◆ LISTED ENTRIES

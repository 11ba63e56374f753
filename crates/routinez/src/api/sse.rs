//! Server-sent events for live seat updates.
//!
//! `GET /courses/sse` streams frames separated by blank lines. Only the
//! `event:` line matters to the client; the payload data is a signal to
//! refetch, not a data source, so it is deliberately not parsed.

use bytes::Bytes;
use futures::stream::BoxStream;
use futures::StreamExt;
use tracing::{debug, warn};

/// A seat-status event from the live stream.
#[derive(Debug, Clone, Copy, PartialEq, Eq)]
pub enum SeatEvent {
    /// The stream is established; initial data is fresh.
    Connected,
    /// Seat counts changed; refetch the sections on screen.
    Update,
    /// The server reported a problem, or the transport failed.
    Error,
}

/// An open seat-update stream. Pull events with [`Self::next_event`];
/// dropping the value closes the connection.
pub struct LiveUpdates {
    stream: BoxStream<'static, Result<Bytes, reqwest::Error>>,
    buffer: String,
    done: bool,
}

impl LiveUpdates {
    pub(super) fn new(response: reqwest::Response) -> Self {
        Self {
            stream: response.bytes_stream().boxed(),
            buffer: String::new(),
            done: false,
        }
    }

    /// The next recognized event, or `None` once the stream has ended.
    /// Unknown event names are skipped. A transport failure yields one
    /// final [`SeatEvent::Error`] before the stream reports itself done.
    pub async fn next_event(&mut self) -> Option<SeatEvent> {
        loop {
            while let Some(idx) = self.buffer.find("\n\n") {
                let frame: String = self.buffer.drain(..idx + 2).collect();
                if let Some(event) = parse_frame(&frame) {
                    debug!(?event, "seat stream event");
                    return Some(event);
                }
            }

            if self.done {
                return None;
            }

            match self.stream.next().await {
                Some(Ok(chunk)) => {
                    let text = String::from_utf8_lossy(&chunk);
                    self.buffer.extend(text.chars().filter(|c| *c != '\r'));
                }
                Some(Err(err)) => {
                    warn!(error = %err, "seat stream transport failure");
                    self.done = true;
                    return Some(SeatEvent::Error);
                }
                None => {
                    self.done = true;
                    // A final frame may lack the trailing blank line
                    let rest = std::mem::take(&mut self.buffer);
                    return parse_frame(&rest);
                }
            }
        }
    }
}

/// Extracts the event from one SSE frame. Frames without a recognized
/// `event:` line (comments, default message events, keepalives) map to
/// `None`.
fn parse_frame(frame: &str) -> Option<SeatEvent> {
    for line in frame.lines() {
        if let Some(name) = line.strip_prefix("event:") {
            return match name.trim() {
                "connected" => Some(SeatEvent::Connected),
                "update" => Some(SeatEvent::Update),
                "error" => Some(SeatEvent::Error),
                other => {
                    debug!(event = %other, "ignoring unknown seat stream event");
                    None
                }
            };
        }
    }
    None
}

◆ EXERCISE AIM
Would you show every line in the data above that contains the string "Connected"?

◆ RESPONSE TO THIS TASK
    Connected,
                "connected" => Some(SeatEvent::Connected),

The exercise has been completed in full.